How do you measure a year?

 

In daylights? In sunsets? In midnights? In cups of coffee?

In inches? In miles? In laughter? In strife?

How about love.

525,600 minutes. 8,760 hours. 365 days. 52 weeks. 12 months. 1 year.

It has been one year since I got my double-lung transplant. You know, the one that saved my life and all that jazz. It is so hard to believe that one year ago I got a second chance at life, one that so few people get. One that I won’t waste.

This has been one of the best years of my life. I finally completed a semester of college. I wore a bikini for the first time in 10 years. I ran a mile without coughing. I stepped out of my comfort zone. I put myself out there. I took risks.

But with every gain comes a loss. Nothing is perfect. Logan’s health has gotten worse. I lost my grandmother, Mimi. I lost my childhood dog, Moose. I lost my post-transplant dog, Margot, way too soon. I got hurt, heartbroken, and frustrated.

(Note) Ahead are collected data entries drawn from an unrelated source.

//! Integer status codes returned across the legacy command boundary.
//!
//! Values follow the POSIX errno convention the legacy callers expect:
//! zero for success, negated errno values for failures, and `i32::MIN`
//! for errors with no better classification.

/// Status code returned by `handle_command`.
#[derive(Debug, Clone, Copy, PartialEq, Eq)]
#[repr(i32)]
pub enum StatusCode {
    /// Success.
    Ok = 0,
    /// Out of memory (-ENOMEM).
    NoMemory = -12,
    /// Malformed argument or payload (-EINVAL).
    BadValue = -22,
    /// Operation not valid in the current lifecycle state (-ENOSYS).
    InvalidOperation = -38,
    /// Reply buffer too small for the encoded result (-ENODATA).
    NotEnoughData = -61,
    /// Command or field has no backend equivalent (-EOPNOTSUPP).
    Unsupported = -95,
    /// Unclassified failure.
    Unknown = i32::MIN,
}

impl StatusCode {
    /// The raw integer carried back to the legacy caller.
    pub fn as_i32(self) -> i32 {
        self as i32
    }

    /// Returns a human-readable name for the status.
    pub fn name(self) -> &'static str {
        match self {
            StatusCode::Ok => "OK",
            StatusCode::NoMemory => "NO_MEMORY",
            StatusCode::BadValue => "BAD_VALUE",
            StatusCode::InvalidOperation => "INVALID_OPERATION",
            StatusCode::NotEnoughData => "NOT_ENOUGH_DATA",
            StatusCode::Unsupported => "UNSUPPORTED",
            StatusCode::Unknown => "UNKNOWN",
        }
    }
}
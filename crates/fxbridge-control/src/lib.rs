//! Command dispatch and lifecycle control for the legacy effect ABI.
//!
//! [`EffectBridge`] is the sole entry point: it takes a raw command code, a
//! borrowed command payload, and a borrowed reply buffer, and translates the
//! command into typed calls on an [`EffectBackend`]. Payloads are decoded
//! through the bounds-checked views in `fxbridge-wire`; every failure comes
//! back as an integer status code, never a panic.
//!
//! The bridge owns a small lifecycle state machine
//! (uninitialized → configured ⇄ active) and the current audio
//! configuration; the backend handle obtained on init is closed on drop.

pub mod backend;
pub mod command;
pub mod config;
pub mod dispatch;
pub mod error;
pub mod state;

pub use backend::{
    BackendError, EffectBackend, EffectDescriptor, EffectHandle, OffloadParam, SessionContext,
};
pub use command::CommandCode;
pub use config::ConfigManager;
pub use dispatch::EffectBridge;
pub use error::{BridgeError, Result};
pub use state::{Lifecycle, StateController};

Through it all, though, I was surrounded by those I love and those who love me. My coworkers, who a crazy and frustrating, but some of the best people I know. My friends, who always know how to make me smile. My family, who are the best support system. And you, the people who read my blog and have followed my journey since the worst time in my life.

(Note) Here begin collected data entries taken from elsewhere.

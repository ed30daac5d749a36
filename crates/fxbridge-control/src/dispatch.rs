//! Command dispatcher: the sole entry point of the bridge.

use tracing::{debug, warn};

use fxbridge_wire::{
    decode_param, encode_config, encode_param, AudioConfig, ParamBlock, PayloadReader, Reply,
    StatusCode, WireError, PARAM_KEY_SIZE,
};

use crate::backend::{EffectBackend, EffectDescriptor, EffectHandle, OffloadParam, SessionContext};
use crate::command::CommandCode;
use crate::config::ConfigManager;
use crate::error::{BridgeError, Result};
use crate::state::{Lifecycle, StateController};

/// Size of the i32 acknowledgement written by the mutating commands.
const ACK_SIZE: usize = 4;

/// Wire size of the offload payload: is_offload (4) + io_handle (4).
const OFFLOAD_SIZE: usize = 8;

/// Translates legacy binary commands into typed backend calls.
///
/// One instance controls one effect; the caller serializes invocations.
/// Command and reply buffers are borrowed for the duration of a single
/// [`handle_command`](EffectBridge::handle_command) call and never retained.
/// The backend handle obtained on init is closed when the bridge drops.
pub struct EffectBridge<B: EffectBackend> {
    backend: B,
    descriptor: EffectDescriptor,
    config: ConfigManager,
    state: StateController,
    handle: Option<EffectHandle>,
}

impl<B: EffectBackend> EffectBridge<B> {
    /// Create a bridge for one effect instance.
    pub fn new(backend: B, session: SessionContext) -> Self {
        let descriptor = backend.descriptor().clone();
        Self {
            backend,
            descriptor,
            config: ConfigManager::new(session),
            state: StateController::new(),
            handle: None,
        }
    }

    /// Identity metadata of the controlled effect.
    pub fn descriptor(&self) -> &EffectDescriptor {
        &self.descriptor
    }

    /// The session identity this instance is scoped to.
    pub fn session(&self) -> &SessionContext {
        self.config.session()
    }

    /// The current lifecycle state.
    pub fn lifecycle(&self) -> Lifecycle {
        self.state.state()
    }

    /// The audio configuration currently in effect.
    pub fn current_config(&self) -> AudioConfig {
        self.config.current()
    }

    /// Dispatch one raw command.
    ///
    /// Looks up `raw_code` in the closed command set; unrecognized codes
    /// return [`StatusCode::Unsupported`] with the reply untouched. All
    /// payload and capacity validation happens before any state or backend
    /// mutation, so a failed command has no side effects.
    ///
    /// On an undersized reply the returned status is
    /// [`StatusCode::NotEnoughData`] and `reply.len()` reports the capacity
    /// a retry needs; the reply bytes stay untouched.
    pub fn handle_command(&mut self, raw_code: u32, cmd: &[u8], reply: &mut Reply<'_>) -> i32 {
        let result = match CommandCode::from_raw(raw_code) {
            Some(code) => {
                debug!(command = code.name(), len = cmd.len(), "dispatching command");
                self.dispatch(code, cmd, reply)
            }
            None => Err(BridgeError::UnsupportedCommand(raw_code)),
        };

        match result {
            Ok(()) => StatusCode::Ok.as_i32(),
            Err(err) => {
                if let BridgeError::Wire(WireError::InsufficientCapacity { required, .. }) = &err {
                    reply.set_required(*required);
                }
                warn!(code = raw_code, error = %err, "command rejected");
                err.status()
            }
        }
    }

    fn dispatch(&mut self, code: CommandCode, cmd: &[u8], reply: &mut Reply<'_>) -> Result<()> {
        match code {
            CommandCode::Init => self.handle_init(reply),
            CommandCode::SetConfig => self.handle_set_config(cmd, reply),
            CommandCode::GetConfig => self.handle_get_config(reply),
            CommandCode::Reset => self.handle_reset(),
            CommandCode::Enable => self.handle_enable(reply),
            CommandCode::Disable => self.handle_disable(reply),
            CommandCode::SetParam => self.handle_set_param(cmd, reply),
            CommandCode::GetParam => self.handle_get_param(cmd, reply),
            CommandCode::SetDevice => self.handle_set_device(cmd),
            CommandCode::SetVolume => self.handle_set_volume(cmd),
            CommandCode::Offload => self.handle_set_offload(cmd, reply),
            CommandCode::FirstPriority => self.handle_first_priority(),
        }
    }

    /// Opens the backend with the default configuration. Valid exactly once.
    fn handle_init(&mut self, reply: &mut Reply<'_>) -> Result<()> {
        self.state.expect(Lifecycle::Uninitialized, "init")?;
        reply.ensure_capacity(ACK_SIZE)?;

        let handle = self
            .backend
            .open(self.config.session(), &AudioConfig::default())?;
        self.handle = Some(handle);
        self.state.init()?;

        reply.put_i32_le(0)?;
        Ok(())
    }

    fn handle_set_config(&mut self, cmd: &[u8], reply: &mut Reply<'_>) -> Result<()> {
        reply.ensure_capacity(ACK_SIZE)?;
        let merged = self.config.apply(cmd)?;
        debug!(?merged, "configuration updated");
        reply.put_i32_le(0)?;
        Ok(())
    }

    fn handle_get_config(&mut self, reply: &mut Reply<'_>) -> Result<()> {
        encode_config(&self.config.current(), reply)?;
        Ok(())
    }

    /// Restores the default configuration; the backend handle stays open.
    fn handle_reset(&mut self) -> Result<()> {
        self.state.reset()?;
        self.config.reset();
        Ok(())
    }

    fn handle_enable(&mut self, reply: &mut Reply<'_>) -> Result<()> {
        reply.ensure_capacity(ACK_SIZE)?;
        self.state.enable()?;
        reply.put_i32_le(0)?;
        Ok(())
    }

    fn handle_disable(&mut self, reply: &mut Reply<'_>) -> Result<()> {
        reply.ensure_capacity(ACK_SIZE)?;
        self.state.disable()?;
        reply.put_i32_le(0)?;
        Ok(())
    }

    fn handle_set_param(&mut self, cmd: &[u8], reply: &mut Reply<'_>) -> Result<()> {
        reply.ensure_capacity(ACK_SIZE)?;
        let block = decode_param(cmd)?;
        self.backend.set_parameter(&block)?;
        reply.put_i32_le(0)?;
        Ok(())
    }

    /// Decodes the requested tag, queries the backend, and encodes the full
    /// parameter block into the reply.
    fn handle_get_param(&mut self, cmd: &[u8], reply: &mut Reply<'_>) -> Result<()> {
        let mut reader = PayloadReader::new(cmd);
        let _status = reader.i32_le()?;
        let psize = reader.u32_le()?;
        // The request's declared value size is advisory; the reply capacity
        // is the binding limit.
        let _vsize = reader.u32_le()?;
        if psize as usize != PARAM_KEY_SIZE {
            return Err(WireError::BadKeySize(psize).into());
        }
        let tag = reader.u32_le()?;

        let block: ParamBlock = self.backend.get_parameter(tag)?;
        encode_param(&block, reply)?;
        Ok(())
    }

    fn handle_set_device(&mut self, cmd: &[u8]) -> Result<()> {
        let device = PayloadReader::new(cmd).u32_le()?;
        self.backend.set_device(device)?;
        Ok(())
    }

    fn handle_set_volume(&mut self, cmd: &[u8]) -> Result<()> {
        let mut reader = PayloadReader::new(cmd);
        let left = reader.u32_le()?;
        let right = reader.u32_le()?;
        self.backend.set_volume(left, right)?;
        Ok(())
    }

    fn handle_set_offload(&mut self, cmd: &[u8], reply: &mut Reply<'_>) -> Result<()> {
        reply.ensure_capacity(ACK_SIZE)?;
        if cmd.len() < OFFLOAD_SIZE {
            return Err(WireError::TooShort {
                need: OFFLOAD_SIZE,
                got: cmd.len(),
            }
            .into());
        }
        let mut reader = PayloadReader::new(cmd);
        let is_offload = reader.u32_le()? != 0;
        let io_handle = reader.i32_le()?;
        self.backend.set_offload(OffloadParam {
            is_offload,
            io_handle,
        })?;
        reply.put_i32_le(0)?;
        Ok(())
    }

    fn handle_first_priority(&mut self) -> Result<()> {
        self.backend.set_first_priority()?;
        Ok(())
    }
}

impl<B: EffectBackend> Drop for EffectBridge<B> {
    fn drop(&mut self) {
        if let Some(handle) = self.handle.take() {
            if let Err(err) = self.backend.close(handle) {
                warn!(error = %err, "failed closing effect handle");
            }
        }
    }
}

I could measure this year in daylights, which were full of easy breathing.

I could measure this year in sunsets, which consisted mostly of me running around Bonefish.

I could measure this year in midnights, most of which I spent with friends.

I could measure this year in cups of coffee, but let’s face it, that’s an impossible figure to calculate. Its probably around 100.

Love seems like the best option. It surrounded me this year. I felt it in everything I did. I felt it with every single breath I took with these lungs. Love is the only reason I am here. My donor’s family loved him or her enough to donate organs.The love of my doctors to give me a chance. My family’s love that refused to give up. Everyone who gave their love to keep my family going. The true love of my friends that kept them with me even when they could have turned away. The love I have for myself and this life. It kept me from letting go. I love all that I have and all that I have been given.

There are many ways to measure a year. Inches, miles, laughter, strife. I hope you always choose to measure your years in positives. In people you’ve met. In kisses or hugs. In times that you laughed. In movies you’ve seen. In meals you’ve eaten. In breaths. Whatever you choose, let it remind you of all the good that is in your life. If all still seems lost, just have hope. Once you choose hope, anything is possible.